There are 31 days between the 25% column and the 85% of Goal A, 43 days between the corresponding dates of Goal B, 52 for Goal C, and 60 for Goal D. In other words despite the amount of work required for Goal A being exactly the same as Goal B the range of likely dates (the dates between the 25% and 85% threshold) is significantly larger for the goals which are further away.

So why is this?

The answer is actually very intuitive. We are about to start on Goal A immediately and there are 10 pieces of work between us an the Product Goal being realised. However there are 40 items between us and the completion for Goal D. Because there is more work, there is more uncertainty and the range of realistic dates is broader.

However, there is good news here. In the example above I’m creating a forecast at quite long range. I can be 85% confident that Goal D will be delivered on or before the 24th of April 2024 (I’m sorry if you’re reading this in 2025). Now, lets fast forward a to the end of 2023, we’re now finished with goal A and B and have started on Goal C. At this point there may only be 18 outstanding pieces of work. Now there are only 18 items left and we will be able to make a much more accurate forecast, most likely some point in mid-March. Each time we complete preceeding work the uncertainty decreases and those long range forecasts become a little more accurate.

The final point I want to touch one was the comment about multiple Product Goals on the go at a time. Any Scrum Practitioner will tell you that we have a single future vision for the product and the team focus on moving towards it. So why introduce that WIP column? To answer that lets look at what happens when you take our 4 goal example and start changing things around.

This table shows you what happens to the 85% dates when you have four Product Goals and single focus on 1, or multi-task 2, 3, or 4 simultaneously. This is especially obvious because all the goals in this example are the same size however the sample principal applies when you’re working on differently sized items.

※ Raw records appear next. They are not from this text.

//! Public types for the Mimir API.

mod embedding;
mod message;
mod query;

pub use embedding::Embedding;
pub use message::{Message, Role};
pub use query::{CacheQuery, ChatRequest, DEFAULT_SYSTEM_PROMPT};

In short when you split your focus between two items and progress both it takes significantly longer to deliver both. The ordering of the work becomes less relevant and the size of the work takes over as the largest factor for how long it takes. This means you lose the benefit of prioritising your work in the first place!

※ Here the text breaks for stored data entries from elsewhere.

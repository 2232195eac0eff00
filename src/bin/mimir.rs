//! mimir: semantic cache operator CLI
//!
//! Runs threshold sweeps against a labelled dataset and resolves single
//! queries through a persistent cache.

use std::path::{Path, PathBuf};
use std::sync::Arc;

use clap::{Parser, Subcommand};
use mimir::config::{HF_API_KEY_ENV, OPENAI_API_KEY_ENV, resolve_api_key};
use mimir::providers::{DefaultEmbedderFactory, OpenAiChatClient};
use mimir::{
    CacheQuery, CancelToken, Config, Dataset, EmbedderFactory, EmbeddingProviderKind,
    JsonFileStore, MemoryCacheStore, SemanticCache, Sweep, UpstreamClient,
};

/// Mimir semantic cache CLI
#[derive(Parser)]
#[command(name = "mimir")]
#[command(version = mimir::version::PKG_VERSION)]
#[command(about = "Semantic result cache for LLM queries")]
struct Args {
    /// Config file (default: ~/.mimir/config.toml, then /etc/mimir/config.toml)
    #[arg(short, long, env = "MIMIR_CONFIG")]
    config: Option<PathBuf>,

    #[command(subcommand)]
    command: Command,
}

#[derive(Subcommand)]
enum Command {
    /// Sweep embedders and thresholds over a labelled dataset
    Sweep {
        /// Two-column CSV (question, label) with a header row
        #[arg(short, long)]
        dataset: PathBuf,
        /// Thresholds to try, overriding the config file
        #[arg(short, long, value_delimiter = ',')]
        thresholds: Option<Vec<f32>>,
        /// Use only the first N rows
        #[arg(short, long)]
        limit: Option<usize>,
        /// Write the full report as JSON
        #[arg(short, long)]
        output: Option<PathBuf>,
    },

    /// Resolve one query through the cache
    Resolve {
        /// Task instruction
        #[arg(short, long)]
        query: String,
        /// Material the task is about
        #[arg(short = 'x', long)]
        context: String,
        /// System prompt sent upstream (not part of the cache key)
        #[arg(long)]
        system_prompt: Option<String>,
        /// JSON cache file, overriding `cache.store_path`
        #[arg(short, long)]
        store: Option<PathBuf>,
    },

    /// Print version information
    Version,
}

#[tokio::main]
async fn main() -> Result<(), Box<dyn std::error::Error>> {
    // Initialise tracing (default: warn for CLI; override with RUST_LOG).
    tracing_subscriber::fmt()
        .with_env_filter(
            tracing_subscriber::EnvFilter::try_from_default_env()
                .unwrap_or_else(|_| tracing_subscriber::EnvFilter::new("warn")),
        )
        .init();

    let args = Args::parse();
    let config = Config::load(args.config.as_deref())?;

    match args.command {
        Command::Sweep {
            dataset,
            thresholds,
            limit,
            output,
        } => run_sweep(&config, &dataset, thresholds, limit, output.as_deref()).await?,
        Command::Resolve {
            query,
            context,
            system_prompt,
            store,
        } => {
            let mut query = CacheQuery::new(query, context);
            query.system_prompt = system_prompt;
            run_resolve(&config, &query, store).await?;
        }
        Command::Version => println!("mimir {}", mimir::version::version_string()),
    }

    Ok(())
}

async fn run_sweep(
    config: &Config,
    dataset_path: &Path,
    thresholds: Option<Vec<f32>>,
    limit: Option<usize>,
    output: Option<&Path>,
) -> Result<(), Box<dyn std::error::Error>> {
    let mut sweep_config = config.sweep_config();
    if let Some(thresholds) = thresholds {
        sweep_config = sweep_config.thresholds(thresholds);
    }
    let needs_remote = sweep_config
        .embedders
        .iter()
        .any(|spec| spec.provider == EmbeddingProviderKind::Remote);
    let sweep = Sweep::new(sweep_config)?;

    let dataset = Dataset::from_csv_path(dataset_path, limit.or(config.sweep.limit))?;
    let upstream = build_upstream(config)?;
    let factory = build_factory(config, needs_remote)?;

    let cancel = CancelToken::new();
    let on_signal = cancel.clone();
    tokio::spawn(async move {
        if tokio::signal::ctrl_c().await.is_ok() {
            eprintln!("cancelling after the running configuration finishes...");
            on_signal.cancel();
        }
    });

    let report = sweep.run(&dataset, &upstream, &factory, &cancel).await?;
    print!("{report}");

    if let Some(path) = output {
        report.write_json(path)?;
        println!("report written to {}", path.display());
    }
    Ok(())
}

async fn run_resolve(
    config: &Config,
    query: &CacheQuery,
    store: Option<PathBuf>,
) -> Result<(), Box<dyn std::error::Error>> {
    let spec = config.embedding.to_spec();
    let factory = build_factory(config, spec.provider == EmbeddingProviderKind::Remote)?;
    let embedder = factory.create(&spec)?;
    let cache_config = config.cache.to_cache_config();

    let cache = match store.or_else(|| config.cache.store_path.clone()) {
        Some(path) => SemanticCache::open(embedder, cache_config, JsonFileStore::open(path)?)?,
        None => {
            let store = match config.cache.max_entries {
                Some(max) => MemoryCacheStore::with_max_entries(max),
                None => MemoryCacheStore::new(),
            };
            SemanticCache::open(embedder, cache_config, store)?
        }
    };

    let upstream = build_upstream(config)?;
    let resolution = cache.resolve(query, &upstream).await?;
    cache.flush().await?;

    println!("{}", resolution.response_text);
    match resolution.distance {
        Some(distance) if resolution.was_cache_hit => eprintln!(
            "cache hit (distance {distance:.4}, {} hits)",
            resolution.hit_count
        ),
        _ => eprintln!("cache miss (stored as {})", resolution.entry_key),
    }
    Ok(())
}

fn build_upstream(config: &Config) -> mimir::Result<UpstreamClient> {
    let upstream = &config.upstream;
    let key = resolve_api_key(upstream.api_key.as_deref(), OPENAI_API_KEY_ENV)?;
    let client = match &upstream.base_url {
        Some(url) => OpenAiChatClient::with_base_url(key, url)?,
        None => OpenAiChatClient::new(key)?,
    };
    Ok(UpstreamClient::new(
        Arc::new(client),
        &upstream.model,
        upstream.retry.to_policy()?,
    )?
    .temperature(upstream.temperature))
}

fn build_factory(config: &Config, needs_remote: bool) -> mimir::Result<DefaultEmbedderFactory> {
    let embedding = &config.embedding;
    let mut factory =
        DefaultEmbedderFactory::new().retry_policy(config.upstream.retry.to_policy()?);
    if needs_remote {
        factory = factory.huggingface_api_key(resolve_api_key(
            embedding.api_key.as_deref(),
            HF_API_KEY_ENV,
        )?);
    }
    if let Some(dimensions) = embedding.dimensions {
        factory = factory.remote_dimensions(dimensions);
    }
    if let Some(url) = &embedding.base_url {
        factory = factory.remote_base_url(url.as_str());
    }
    Ok(factory)
}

This scales up until with four items and a WIP of 4 you’re likely to finish all at pretty much the same time. The same anomaly can result in smaller items lower down the backlog being completed before their larger cousins further up, even though they were prioritised lower.

When you graph these you can see the range of likely completion dates work getting shorter and wider the further out you go.

I don’t think there’s anything too surprising here. However, lets think about the impact of this. Our Product Owner works extremely hard to identify the work which would yield most value. These are ranked, so Goal A is more valuable than Goal B, than C, and so on. However, when we start focusing on two or more Product Goals (or at least two large pieces of work made up of multiple Stories) we are actively delaying the most important work in favour of lower value work. This could result in less value being delivered, lost revenue, and disappointed customers. Yet another reminder of why we should work towards a single vison of where we want to get to and then inspect and adapt our progress towards it reguarly.

That wraps up what I wanted to discuss around Product Goals. In summary I would recommend estimating how many stories make up the goals and right sizing these to limit the scope being vastly inaccurate. Use a customised Monte Carlo to track when each goal is likely to complete. Be aware that work further out will have far less confidence than work in the short term and if you want to ensure you deliver the most valuable work first then avoid multitasking larger projects.